Items from a dataset

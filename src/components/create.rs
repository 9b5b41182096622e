use crate::coordinator::LabelOperations;
use crate::error::{LabelError, LabelResult};
use crate::formatting::labels::is_hex_color;
use crate::models::{IssueContext, IssuePatch, Label, LabelDraft};

use super::with_label;

/// What the user typed into the create form.
#[derive(Debug, Clone, Default, PartialEq)]
pub struct LabelCreateInput {
    pub name: String,
    pub color: Option<String>,
}

impl LabelCreateInput {
    pub fn validate(&self) -> LabelResult<LabelDraft> {
        let name = self.name.trim();
        if name.is_empty() {
            return Err(LabelError::InvalidInput("Label title is required".to_string()));
        }

        let mut draft = LabelDraft::named(name);
        if let Some(color) = self.color.as_deref().map(str::trim).filter(|c| !c.is_empty()) {
            if !is_hex_color(color) {
                return Err(LabelError::InvalidInput(format!(
                    "Invalid color '{}', expected #rrggbb",
                    color
                )));
            }
            draft = draft.with_color(color);
        }
        Ok(draft)
    }
}

/// Inline form that creates a label and attaches it to the issue.
pub struct LabelCreateForm<'a> {
    context: &'a IssueContext,
    values: Vec<String>,
    operations: &'a LabelOperations,
    pub input: LabelCreateInput,
}

impl<'a> LabelCreateForm<'a> {
    pub fn new(context: &'a IssueContext, values: Vec<String>, operations: &'a LabelOperations) -> Self {
        Self {
            context,
            values,
            operations,
            input: LabelCreateInput::default(),
        }
    }

    pub fn values(&self) -> &[String] {
        &self.values
    }

    /// Create the label, then attach it to the issue.
    ///
    /// The input is cleared only on success; a failed create leaves it in
    /// place for correction.
    pub async fn submit(&mut self) -> LabelResult<Label> {
        let draft = self.input.validate()?;
        let label = self
            .operations
            .create_label(&self.context.workspace_slug, &self.context.project_id, &draft)
            .await?;

        let updated = with_label(&self.values, &label.id);
        self.operations
            .apply_label_set(
                &self.context.workspace_slug,
                &self.context.project_id,
                &self.context.issue_id,
                IssuePatch::with_labels(updated.clone()),
            )
            .await;

        self.values = updated;
        self.input = LabelCreateInput::default();
        Ok(label)
    }
}

#[cfg(test)]
mod tests {
    use super::*;

    #[test]
    fn validate_trims_name() {
        let input = LabelCreateInput { name: "  Bug ".to_string(), color: None };
        assert_eq!(input.validate().unwrap(), LabelDraft::named("Bug"));
    }

    #[test]
    fn validate_rejects_blank_name() {
        let input = LabelCreateInput { name: "   ".to_string(), color: None };
        assert!(matches!(input.validate(), Err(LabelError::InvalidInput(_))));
    }

    #[test]
    fn validate_checks_color() {
        let input = LabelCreateInput {
            name: "Bug".to_string(),
            color: Some("red".to_string()),
        };
        assert!(input.validate().is_err());

        let input = LabelCreateInput {
            name: "Bug".to_string(),
            color: Some("#EF4444".to_string()),
        };
        assert_eq!(input.validate().unwrap().color.as_deref(), Some("#EF4444"));
    }
}
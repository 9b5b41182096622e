use serde::{Deserialize, Serialize};

/// Project and workspace roles. Discriminants follow the server's numeric roles.
#[derive(Debug, Clone, Copy, PartialEq, Eq, Serialize, Deserialize, Default)]
#[serde(rename_all = "lowercase")]
pub enum UserRole {
    Guest = 5,
    #[default]
    Member = 15,
    Admin = 20,
}

impl UserRole {
    pub fn parse(value: &str) -> Option<Self> {
        match value.to_lowercase().as_str() {
            "guest" | "5" => Some(UserRole::Guest),
            "member" | "15" => Some(UserRole::Member),
            "admin" | "20" => Some(UserRole::Admin),
            _ => None,
        }
    }
}

#[derive(Debug, Clone, Copy, PartialEq, Eq)]
pub enum PermissionLevel {
    Workspace,
    Project,
}

/// Roles allowed to create labels inline, checked at project level.
pub const LABEL_CREATE_ROLES: &[UserRole] = &[UserRole::Admin];

pub trait PermissionOracle: Send + Sync {
    fn allow_permissions(&self, roles: &[UserRole], level: PermissionLevel) -> bool;
}

/// Answers permission queries from the actor's known roles.
#[derive(Debug, Clone, Default)]
pub struct RolePermissions {
    pub workspace_role: Option<UserRole>,
    pub project_role: Option<UserRole>,
}

impl RolePermissions {
    pub fn new(workspace_role: Option<UserRole>, project_role: Option<UserRole>) -> Self {
        Self { workspace_role, project_role }
    }

    pub fn project(role: UserRole) -> Self {
        Self {
            workspace_role: None,
            project_role: Some(role),
        }
    }
}

impl PermissionOracle for RolePermissions {
    fn allow_permissions(&self, roles: &[UserRole], level: PermissionLevel) -> bool {
        let held = match level {
            PermissionLevel::Workspace => self.workspace_role,
            PermissionLevel::Project => self.project_role,
        };
        held.map(|role| roles.contains(&role)).unwrap_or(false)
    }
}

pub fn can_create_label(oracle: &dyn PermissionOracle) -> bool {
    oracle.allow_permissions(LABEL_CREATE_ROLES, PermissionLevel::Project)
}
pub mod labels;

pub use labels::{format_label, format_label_line, parse_hex_color, print_issue_labels, print_project_labels, resolve_labels};
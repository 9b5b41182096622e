pub mod auth;
pub mod labels;
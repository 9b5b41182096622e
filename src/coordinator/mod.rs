//! Label operations shared by the label list, selector and create form.
//!
//! [`LabelOperations`] hides whether the issue is persisted or a draft and
//! turns every outcome into at most one notification. It keeps no issue or
//! label data itself, so building a fresh one per view is fine.

pub mod outcome;
pub mod target;

use std::sync::Arc;

use crate::logging::{log_debug, log_error};
use crate::models::{IssuePatch, Label, LabelDraft};
use crate::notify::NotificationSink;
use crate::store::{classify_store_error, ErrorClassifier, LabelStore, StoreResult};

pub use outcome::{create_outcome, update_outcome, Outcome};
pub use target::{LabelChangeReporter, LabelTarget};

#[derive(Clone)]
pub struct LabelOperations {
    target: LabelTarget,
    labels: Arc<dyn LabelStore>,
    sink: Arc<dyn NotificationSink>,
    classify: ErrorClassifier,
}

impl LabelOperations {
    pub fn new(target: LabelTarget, labels: Arc<dyn LabelStore>, sink: Arc<dyn NotificationSink>) -> Self {
        Self {
            target,
            labels,
            sink,
            classify: classify_store_error,
        }
    }

    /// Swap the classifier used to tell duplicate-name failures apart.
    pub fn with_classifier(mut self, classify: ErrorClassifier) -> Self {
        self.classify = classify;
        self
    }

    pub fn is_draft(&self) -> bool {
        self.target.is_draft()
    }

    /// Assign `patch.label_ids` to the issue.
    ///
    /// Never fails from the caller's point of view: an update error is shown
    /// as a toast and dropped. The displayed set is not rolled back.
    pub async fn apply_label_set(
        &self,
        workspace_slug: &str,
        project_id: &str,
        issue_id: &str,
        patch: IssuePatch,
    ) {
        let outcome = self.execute_apply(workspace_slug, project_id, issue_id, patch).await;
        self.dispatch(outcome);
    }

    /// Create a label in the project and hand it back.
    ///
    /// Callers gate this on label-create permission. Failures are shown as a
    /// toast and then returned unchanged.
    pub async fn create_label(
        &self,
        workspace_slug: &str,
        project_id: &str,
        draft: &LabelDraft,
    ) -> StoreResult<Label> {
        let result = self.labels.create_label(workspace_slug, project_id, draft).await;
        match &result {
            Ok(label) => log_debug(&format!("Created label {} ({}) in project {}", label.name, label.id, project_id)),
            Err(err) => log_error(&format!(
                "Label creation for '{}' failed ({:?}): {}",
                draft.name,
                (self.classify)(err),
                err
            )),
        }

        let outcome = create_outcome(&result, self.is_draft(), self.classify);
        self.dispatch(outcome);
        result
    }

    async fn execute_apply(
        &self,
        workspace_slug: &str,
        project_id: &str,
        issue_id: &str,
        patch: IssuePatch,
    ) -> Outcome {
        match &self.target {
            LabelTarget::Draft(report) => {
                let label_ids = patch.label_ids.unwrap_or_default();
                log_debug(&format!("Reporting {} label(s) for draft issue {}", label_ids.len(), issue_id));
                (**report)(label_ids);
                Outcome::Silent
            }
            LabelTarget::Persisted(issues) => {
                log_debug(&format!("Updating labels of issue {} in project {}", issue_id, project_id));
                let result = issues.update_issue(workspace_slug, project_id, issue_id, &patch).await;
                if let Err(err) = &result {
                    log_error(&format!("Label update for issue {} failed: {}", issue_id, err));
                }
                update_outcome(&result)
            }
        }
    }

    fn dispatch(&self, outcome: Outcome) {
        if let Outcome::Notify(notification) = outcome {
            self.sink.notify(notification);
        }
    }
}
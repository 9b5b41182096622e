use std::fmt;
use std::sync::Arc;

use crate::store::IssueStore;

/// Receives the new label set of a draft issue.
pub type LabelChangeReporter = Arc<dyn Fn(Vec<String>) + Send + Sync>;

/// Where label changes for an issue go.
///
/// Persisted issues are patched through the issue store. Draft (inbox) issues
/// have no update endpoint yet, so the owning view gets the new set through a
/// callback and persists it later itself.
#[derive(Clone)]
pub enum LabelTarget {
    Persisted(Arc<dyn IssueStore>),
    Draft(LabelChangeReporter),
}

impl LabelTarget {
    pub fn draft<F>(report: F) -> Self
    where
        F: Fn(Vec<String>) + Send + Sync + 'static,
    {
        LabelTarget::Draft(Arc::new(report))
    }

    pub fn is_draft(&self) -> bool {
        matches!(self, LabelTarget::Draft(_))
    }
}

impl fmt::Debug for LabelTarget {
    fn fmt(&self, f: &mut fmt::Formatter<'_>) -> fmt::Result {
        match self {
            LabelTarget::Persisted(_) => f.write_str("LabelTarget::Persisted"),
            LabelTarget::Draft(_) => f.write_str("LabelTarget::Draft"),
        }
    }
}
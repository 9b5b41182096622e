//! Append-only file log in the user's cache directory.
//!
//! Nothing is written until [`init_logging`] has picked a file, so library
//! callers and tests stay silent.

use std::fs::{create_dir_all, OpenOptions};
use std::io::Write;
use std::path::{Path, PathBuf};
use std::sync::Mutex;

use chrono::{DateTime, Local};

use crate::constants::LOG_LEVEL_ENV;
use crate::error::LabelResult;

#[derive(Debug, Clone, Copy, PartialEq, Eq, PartialOrd, Ord)]
pub enum LogLevel {
    Error,
    Info,
    Debug,
}

impl LogLevel {
    pub fn parse(value: &str) -> Option<Self> {
        match value.trim().to_ascii_lowercase().as_str() {
            "error" => Some(LogLevel::Error),
            "info" => Some(LogLevel::Info),
            "debug" => Some(LogLevel::Debug),
            _ => None,
        }
    }

    pub fn as_str(&self) -> &'static str {
        match self {
            LogLevel::Error => "ERROR",
            LogLevel::Info => "INFO",
            LogLevel::Debug => "DEBUG",
        }
    }
}

/// One log file plus the most verbose level it accepts.
#[derive(Debug, Clone)]
pub struct LogSink {
    path: PathBuf,
    max_level: LogLevel,
}

impl LogSink {
    pub fn new(path: impl Into<PathBuf>, max_level: LogLevel) -> Self {
        Self { path: path.into(), max_level }
    }

    pub fn path(&self) -> &Path {
        &self.path
    }

    pub fn enabled(&self, level: LogLevel) -> bool {
        level <= self.max_level
    }

    pub fn write(&self, level: LogLevel, message: &str) {
        if !self.enabled(level) {
            return;
        }
        if let Ok(mut file) = OpenOptions::new().create(true).append(true).open(&self.path) {
            let _ = writeln!(file, "{}", format_line(Local::now(), level, message));
        }
    }
}

lazy_static::lazy_static! {
    static ref SINK: Mutex<Option<LogSink>> = Mutex::new(None);
}

pub fn format_line(at: DateTime<Local>, level: LogLevel, message: &str) -> String {
    format!("{} {:<5} {}", at.format("%Y-%m-%dT%H:%M:%S%.3f"), level.as_str(), message)
}

pub fn log_file_name(at: DateTime<Local>) -> String {
    format!("plane-labels-{}.log", at.format("%Y%m%d-%H%M%S"))
}

fn level_from_env() -> LogLevel {
    std::env::var(LOG_LEVEL_ENV)
        .ok()
        .and_then(|value| LogLevel::parse(&value))
        .unwrap_or(LogLevel::Info)
}

/// Start logging to a fresh file under the cache dir and return its path.
pub fn init_logging() -> LabelResult<PathBuf> {
    let log_dir = dirs::cache_dir()
        .unwrap_or_else(std::env::temp_dir)
        .join("plane-labels")
        .join("logs");
    create_dir_all(&log_dir)?;

    let sink = LogSink::new(log_dir.join(log_file_name(Local::now())), level_from_env());
    let path = sink.path().to_path_buf();
    if let Ok(mut slot) = SINK.lock() {
        *slot = Some(sink);
    }

    log_debug(&format!("Logging to {}", path.display()));
    Ok(path)
}

fn log(level: LogLevel, message: &str) {
    let sink = match SINK.lock() {
        Ok(slot) => slot.clone(),
        Err(_) => return,
    };
    if let Some(sink) = sink {
        sink.write(level, message);
    }
}

pub fn log_error(message: &str) {
    log(LogLevel::Error, message);
}

pub fn log_info(message: &str) {
    log(LogLevel::Info, message);
}

pub fn log_debug(message: &str) {
    log(LogLevel::Debug, message);
}

fn panic_message(info: &std::panic::PanicInfo) -> String {
    let payload = info
        .payload()
        .downcast_ref::<&str>()
        .map(|s| s.to_string())
        .or_else(|| info.payload().downcast_ref::<String>().cloned())
        .unwrap_or_else(|| "unknown panic payload".to_string());

    match info.location() {
        Some(location) => format!("panic at {}:{}: {}", location.file(), location.line(), payload),
        None => format!("panic: {}", payload),
    }
}

/// Panic hook body: the message at error level, the backtrace at debug.
pub fn log_panic_info(info: &std::panic::PanicInfo) {
    log_error(&panic_message(info));
    log_debug(&format!("backtrace:\n{}", std::backtrace::Backtrace::capture()));
}

#[cfg(test)]
mod tests {
    use super::*;
    use chrono::TimeZone;

    #[test]
    fn levels_parse_case_insensitively() {
        assert_eq!(LogLevel::parse("DEBUG"), Some(LogLevel::Debug));
        assert_eq!(LogLevel::parse(" error "), Some(LogLevel::Error));
        assert_eq!(LogLevel::parse("trace"), None);
    }

    #[test]
    fn sink_drops_lines_above_its_level() {
        let dir = tempfile::tempdir().unwrap();
        let sink = LogSink::new(dir.path().join("test.log"), LogLevel::Info);

        sink.write(LogLevel::Debug, "hidden");
        sink.write(LogLevel::Error, "Label creation failed");
        sink.write(LogLevel::Info, "Set 2 label(s) on issue-1");

        let contents = std::fs::read_to_string(sink.path()).unwrap();
        let lines: Vec<&str> = contents.lines().collect();
        assert_eq!(lines.len(), 2);
        assert!(lines[0].ends_with("ERROR Label creation failed"));
        assert!(lines[1].ends_with("INFO  Set 2 label(s) on issue-1"));
    }

    #[test]
    fn line_and_file_name_carry_timestamp() {
        let at = Local.with_ymd_and_hms(2026, 3, 4, 5, 6, 7).unwrap();

        assert_eq!(
            format_line(at, LogLevel::Debug, "Logging to /tmp"),
            "2026-03-04T05:06:07.000 DEBUG Logging to /tmp"
        );
        assert_eq!(log_file_name(at), "plane-labels-20260304-050607.log");
    }
}
pub mod plane_client;

pub use plane_client::PlaneClient;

YOUR TASK
Looking at the records above, how many of their lines carry the string "filename"? Answer with the number and nothing else.

ANSWER TO THE EXERCISE
2